Collected data entries:
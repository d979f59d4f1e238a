#[cfg(feature = "cli")]
pub mod cli;
pub mod config;
pub mod ir;
pub mod layout;
pub mod layout_dump;
pub mod parser;
pub mod text_metrics;

#[cfg(feature = "cli")]
pub use cli::run;
pub use config::{Config, LayoutConfig, load_config};
pub use ir::{People, PeopleBuilder, Person, Sex};
pub use layout::{Layout, compute_layout};
pub use parser::{ParseError, parse_people};
use std::collections::HashSet;

use super::graph::FamilyGraph;

/// Parent set plus children, index form. `parents` is sorted by id.
#[derive(Debug, Clone, PartialEq)]
pub struct Family {
    pub parents: Vec<usize>,
    pub children: Vec<usize>,
    pub generation: usize,
}

/// Groups every person's children by the child's other recorded parent.
/// A family reached from both parents is emitted once, keyed by its sorted
/// parent tuple. Children are ordered by birth: undated children first, then
/// by year, then by the full date text; remaining ties keep record order.
pub fn extract_families(graph: &FamilyGraph<'_>, generations: &[usize]) -> Vec<Family> {
    let mut families = Vec::new();
    let mut seen: HashSet<Vec<usize>> = HashSet::new();

    for person in 0..graph.len() {
        let mut groups: Vec<(Option<usize>, Vec<usize>)> = Vec::new();
        for &child in graph.children(person) {
            let other = graph
                .parents(child)
                .iter()
                .copied()
                .find(|&parent| parent != person);
            match groups.iter_mut().find(|(key, _)| *key == other) {
                Some((_, kids)) => {
                    if !kids.contains(&child) {
                        kids.push(child);
                    }
                }
                None => groups.push((other, vec![child])),
            }
        }

        for (other, mut kids) in groups {
            let mut parents = match other {
                Some(other) => vec![person, other],
                None => vec![person],
            };
            parents.sort_by(|a, b| graph.id(*a).cmp(graph.id(*b)));
            if !seen.insert(parents.clone()) {
                continue;
            }
            kids.sort_by(|a, b| birth_key(graph, *a).cmp(&birth_key(graph, *b)));
            families.push(Family {
                generation: generations[parents[0]],
                parents,
                children: kids,
            });
        }
    }
    families
}

fn birth_key<'a>(graph: &FamilyGraph<'a>, pid: usize) -> (Option<i32>, &'a str) {
    let person = graph.person(pid);
    (person.birth_year(), person.birth.as_deref().unwrap_or(""))
}

/// Sum over multi-child families whose children sit on `generation` of the
/// index distance between the leftmost and rightmost child.
pub fn sibling_span(
    families: &[Family],
    generations: &[usize],
    generation: usize,
    index_of: impl Fn(usize) -> usize,
) -> usize {
    families
        .iter()
        .filter(|family| family.children.len() >= 2)
        .filter(|family| generations[family.children[0]] == generation)
        .map(|family| {
            let indices = family
                .children
                .iter()
                .filter(|&&child| generations[child] == generation)
                .map(|&child| index_of(child));
            let (min, max) = indices.fold((usize::MAX, 0), |(lo, hi), idx| {
                (lo.min(idx), hi.max(idx))
            });
            max.saturating_sub(min)
        })
        .sum()
}
use std::collections::HashMap;

use super::family::Family;
use super::graph::FamilyGraph;
use super::types::{ChildDrop, CoupleLink, FamilyConnector, PartnerKind};
use crate::config::LayoutConfig;

/// Placed boxes by person index: centre point and width.
pub(super) struct Boxes<'p> {
    pub x: &'p [f32],
    pub y: &'p [f32],
    pub width: &'p [f32],
}

/// One line per partner pair, between the facing box edges.
pub(super) fn couple_links(graph: &FamilyGraph<'_>, boxes: &Boxes<'_>) -> Vec<CoupleLink> {
    let mut links = Vec::new();
    for a in 0..graph.len() {
        let partners = graph.partners_of(a);
        for &b in partners.all {
            if b < a {
                continue;
            }
            let (left, right) = if boxes.x[a] <= boxes.x[b] { (a, b) } else { (b, a) };
            let kind = if partners.spouses.contains(&b) {
                PartnerKind::Spouse
            } else {
                PartnerKind::CoParent
            };
            links.push(CoupleLink {
                a: graph.id(a).to_string(),
                b: graph.id(b).to_string(),
                kind,
                y: (boxes.y[a] + boxes.y[b]) / 2.0,
                x1: boxes.x[left] + boxes.width[left] / 2.0,
                x2: boxes.x[right] - boxes.width[right] / 2.0,
            });
        }
    }
    links
}

/// Junction, bar and drops for every family. Bars between the same pair of
/// generations are staggered upward so they do not overlap.
pub(super) fn family_connectors(
    graph: &FamilyGraph<'_>,
    generations: &[usize],
    families: &[Family],
    boxes: &Boxes<'_>,
    config: &LayoutConfig,
) -> Vec<FamilyConnector> {
    let half_height = config.node_height / 2.0;
    let mut stagger: HashMap<(usize, usize), usize> = HashMap::new();
    let mut connectors = Vec::with_capacity(families.len());

    for family in families {
        let Some(&first_child) = family.children.first() else {
            continue;
        };
        let junction = match family.parents.as_slice() {
            [single] => (boxes.x[*single], boxes.y[*single] + half_height),
            parents => {
                let count = parents.len() as f32;
                (
                    parents.iter().map(|&p| boxes.x[p]).sum::<f32>() / count,
                    parents.iter().map(|&p| boxes.y[p]).sum::<f32>() / count,
                )
            }
        };

        let mut children = family.children.clone();
        children.sort_by(|&a, &b| boxes.x[a].total_cmp(&boxes.x[b]));
        let child_top = children
            .iter()
            .map(|&c| boxes.y[c] - half_height)
            .fold(f32::INFINITY, f32::min);

        let slot = stagger
            .entry((family.generation, generations[first_child]))
            .or_insert(0);
        let bar_y = (junction.1 + child_top) / 2.0 - *slot as f32 * config.connectors.bar_stagger;
        *slot += 1;

        let bar_x1 = boxes.x[children[0]].min(junction.0);
        let bar_x2 = boxes.x[children[children.len() - 1]].max(junction.0);
        connectors.push(FamilyConnector {
            parents: family.parents.iter().map(|&p| graph.id(p).to_string()).collect(),
            junction,
            bar_y,
            bar_x1,
            bar_x2,
            drops: children
                .iter()
                .map(|&c| ChildDrop {
                    child: graph.id(c).to_string(),
                    x: boxes.x[c],
                    y_top: boxes.y[c] - half_height,
                })
                .collect(),
        });
    }
    connectors
}

#[cfg(test)]
mod tests {
    use super::*;
    use crate::ir::PeopleBuilder;
    use crate::layout::family::extract_families;
    use crate::layout::generation::assign_generations;

    #[test]
    fn couple_link_spans_facing_edges() {
        let people = PeopleBuilder::new()
            .spouses("a", "b")
            .couple_child("c", "d", "e")
            .build();
        let graph = FamilyGraph::new(&people);
        // a, b, c, d, e
        let x = [100.0, 400.0, 1000.0, 700.0, 850.0];
        let y = [30.0, 30.0, 30.0, 30.0, 170.0];
        let width = [210.0; 5];
        let links = couple_links(&graph, &Boxes { x: &x, y: &y, width: &width });
        assert_eq!(links.len(), 2);
        assert_eq!(links[0].kind, PartnerKind::Spouse);
        assert_eq!((links[0].x1, links[0].x2), (205.0, 295.0));
        assert_eq!(links[1].kind, PartnerKind::CoParent);
        assert_eq!((links[1].x1, links[1].x2), (805.0, 895.0));
    }

    #[test]
    fn family_bars_sit_between_rows_and_stagger() {
        let people = PeopleBuilder::new()
            .couple_child("a", "b", "c")
            .child("b", "d")
            .build();
        let graph = FamilyGraph::new(&people);
        let gens = assign_generations(&graph);
        let families = extract_families(&graph, &gens.of);
        // a, b, c, d
        let x = [105.0, 335.0, 220.0, 470.0];
        let y = [30.0, 30.0, 170.0, 170.0];
        let width = [210.0; 4];
        let config = LayoutConfig::default();
        let connectors = family_connectors(
            &graph,
            &gens.of,
            &families,
            &Boxes { x: &x, y: &y, width: &width },
            &config,
        );
        assert_eq!(connectors.len(), 2);
        let couple = &connectors[0];
        assert_eq!(couple.parents, vec!["a", "b"]);
        assert_eq!(couple.junction, (220.0, 30.0));
        assert_eq!(couple.bar_y, 85.0);
        assert_eq!(couple.drops[0].y_top, 140.0);

        let single = &connectors[1];
        assert_eq!(single.parents, vec!["b"]);
        assert_eq!(single.junction, (335.0, 60.0));
        // (60 + 140) / 2 - 10
        assert_eq!(single.bar_y, 90.0);
        assert_eq!((single.bar_x1, single.bar_x2), (335.0, 470.0));
    }
}
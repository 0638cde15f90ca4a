pub mod card;
pub mod grid;

pub use grid::ProductGrid;
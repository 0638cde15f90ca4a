use crate::domain::a002_cart::context::CartContext;
use contracts::shared::format::cart_badge;
use leptos::prelude::*;

#[component]
pub fn CartIcon(cart: CartContext, on_toggle: Callback<()>) -> impl IntoView {
    view! {
        <button
            class="cart-icon"
            aria-label="Toggle cart"
            on:click=move |_| on_toggle.run(())
        >
            "🛒"
            {move || cart_badge(cart.total_items()).map(|text| view! {
                <span class="cart-icon__badge">{text}</span>
            })}
        </button>
    }
}
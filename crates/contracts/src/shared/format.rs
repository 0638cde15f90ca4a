//! Форматирование производных значений корзины для отображения

/// Цена с двумя знаками после запятой: `$1234.50`
pub fn format_price(value: f64) -> String {
    format!("${:.2}", value)
}

/// Текст бейджа на иконке корзины. `None` — бейдж скрыт.
pub fn cart_badge(total_items: u64) -> Option<String> {
    match total_items {
        0 => None,
        n if n > 99 => Some("99+".to_string()),
        n => Some(n.to_string()),
    }
}

pub fn items_label(count: usize) -> String {
    if count == 1 {
        "1 item".to_string()
    } else {
        format!("{} items", count)
    }
}

#[cfg(test)]
mod tests {
    use super::*;

    #[test]
    fn test_format_price() {
        assert_eq!(format_price(0.0), "$0.00");
        assert_eq!(format_price(40.0), "$40.00");
        assert_eq!(format_price(999.99 * 2.0), "$1999.98");
    }

    #[test]
    fn test_cart_badge() {
        assert_eq!(cart_badge(0), None);
        assert_eq!(cart_badge(1).as_deref(), Some("1"));
        assert_eq!(cart_badge(99).as_deref(), Some("99"));
        assert_eq!(cart_badge(100).as_deref(), Some("99+"));
        assert_eq!(cart_badge(u64::MAX).as_deref(), Some("99+"));
    }

    #[test]
    fn test_items_label() {
        assert_eq!(items_label(0), "0 items");
        assert_eq!(items_label(1), "1 item");
        assert_eq!(items_label(3), "3 items");
    }
}
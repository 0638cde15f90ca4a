use crate::domain::a001_product::{Category, Product};
use serde::{Deserialize, Serialize};

/// Значение селектора категории: "all" или конкретная категория
#[derive(Debug, Clone, Copy, PartialEq, Eq, Default, Serialize, Deserialize)]
pub enum CategoryFilter {
    #[default]
    All,
    Only(Category),
}

impl CategoryFilter {
    pub fn code(&self) -> &'static str {
        match self {
            CategoryFilter::All => "all",
            CategoryFilter::Only(category) => category.code(),
        }
    }

    pub fn display_name(&self) -> &'static str {
        match self {
            CategoryFilter::All => "🛍️ All Categories",
            CategoryFilter::Only(category) => category.display_name(),
        }
    }

    /// Неизвестный код трактуется как "all"
    pub fn from_code(code: &str) -> Self {
        Category::from_code(code).map_or(CategoryFilter::All, CategoryFilter::Only)
    }

    /// Опции селектора в порядке отображения
    pub fn options() -> Vec<CategoryFilter> {
        std::iter::once(CategoryFilter::All)
            .chain(Category::all().into_iter().map(CategoryFilter::Only))
            .collect()
    }

    pub fn accepts(&self, category: Category) -> bool {
        match self {
            CategoryFilter::All => true,
            CategoryFilter::Only(selected) => *selected == category,
        }
    }
}

#[derive(Debug, Clone, Default, PartialEq, Eq, Serialize, Deserialize)]
pub struct FilterState {
    pub search: String,
    pub category: CategoryFilter,
}

impl FilterState {
    pub fn new(search: impl Into<String>, category: CategoryFilter) -> Self {
        Self {
            search: search.into(),
            category,
        }
    }

    pub fn reset(&mut self) {
        *self = Self::default();
    }

    /// Сужает ли хоть один критерий список
    pub fn is_active(&self) -> bool {
        !self.search.is_empty() || self.category != CategoryFilter::All
    }

    pub fn matches(&self, product: &Product) -> bool {
        let needle = self.search.to_lowercase();
        let matches_search = product.title.to_lowercase().contains(&needle)
            || product.description.to_lowercase().contains(&needle);
        matches_search && self.category.accepts(product.category)
    }
}

/// Подпоследовательность `products`, прошедшая фильтр. Порядок сохраняется.
pub fn filtered_products(products: &[Product], filter: &FilterState) -> Vec<Product> {
    products
        .iter()
        .filter(|product| filter.matches(product))
        .cloned()
        .collect()
}

#[cfg(test)]
mod tests {
    use super::*;
    use crate::domain::a001_product::{demo_catalog, Rating};

    fn sample() -> Vec<Product> {
        vec![
            Product::new(
                1,
                "A",
                10.0,
                "Electronics gadget",
                Category::Electronics,
                "📱",
                Rating { rate: 4.0, count: 1 },
            ),
            Product::new(
                2,
                "B",
                20.0,
                "Desk accessory",
                Category::Accessories,
                "🖱️",
                Rating { rate: 4.0, count: 1 },
            ),
        ]
    }

    #[test]
    fn test_default_filter_returns_everything_in_order() {
        let catalog = demo_catalog();
        assert_eq!(filtered_products(&catalog, &FilterState::default()), catalog);
    }

    #[test]
    fn test_search_matches_description_case_insensitively() {
        let products = sample();
        let result = filtered_products(&products, &FilterState::new("electro", CategoryFilter::All));
        assert_eq!(result, vec![products[0].clone()]);

        let result = filtered_products(&products, &FilterState::new("DESK", CategoryFilter::All));
        assert_eq!(result, vec![products[1].clone()]);
    }

    #[test]
    fn test_search_without_hits_is_empty() {
        let catalog = demo_catalog();
        let result = filtered_products(&catalog, &FilterState::new("zzz-no-such", CategoryFilter::All));
        assert!(result.is_empty());
    }

    #[test]
    fn test_category_and_search_are_combined() {
        let catalog = demo_catalog();
        let filter = FilterState::new("wireless", CategoryFilter::Only(Category::Accessories));
        let titles: Vec<_> = filtered_products(&catalog, &filter)
            .into_iter()
            .map(|p| p.title)
            .collect();
        // AirPods Pro тоже "wireless", но это electronics
        assert_eq!(titles, vec!["Wireless Mouse".to_string()]);
    }

    #[test]
    fn test_category_only_preserves_order() {
        let catalog = demo_catalog();
        let filter = FilterState::new("", CategoryFilter::Only(Category::Accessories));
        let ids: Vec<_> = filtered_products(&catalog, &filter)
            .into_iter()
            .map(|p| p.id.value())
            .collect();
        assert_eq!(ids, vec![6, 7, 8]);
    }

    #[test]
    fn test_category_filter_codes() {
        assert_eq!(CategoryFilter::from_code("all"), CategoryFilter::All);
        assert_eq!(
            CategoryFilter::from_code("electronics"),
            CategoryFilter::Only(Category::Electronics)
        );
        assert_eq!(CategoryFilter::from_code("garbage"), CategoryFilter::All);
        let codes: Vec<_> = CategoryFilter::options().iter().map(|o| o.code()).collect();
        assert_eq!(codes, vec!["all", "electronics", "accessories"]);
    }

    #[test]
    fn test_reset_and_is_active() {
        let mut filter = FilterState::new("mac", CategoryFilter::Only(Category::Electronics));
        assert!(filter.is_active());
        filter.reset();
        assert!(!filter.is_active());
        assert_eq!(filter, FilterState::default());
    }
}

Task requirements:
Look over the entries for "options", then copy every line that includes that string.

Solved problem:
    pub fn options() -> Vec<CategoryFilter> {
        let codes: Vec<_> = CategoryFilter::options().iter().map(|o| o.code()).collect();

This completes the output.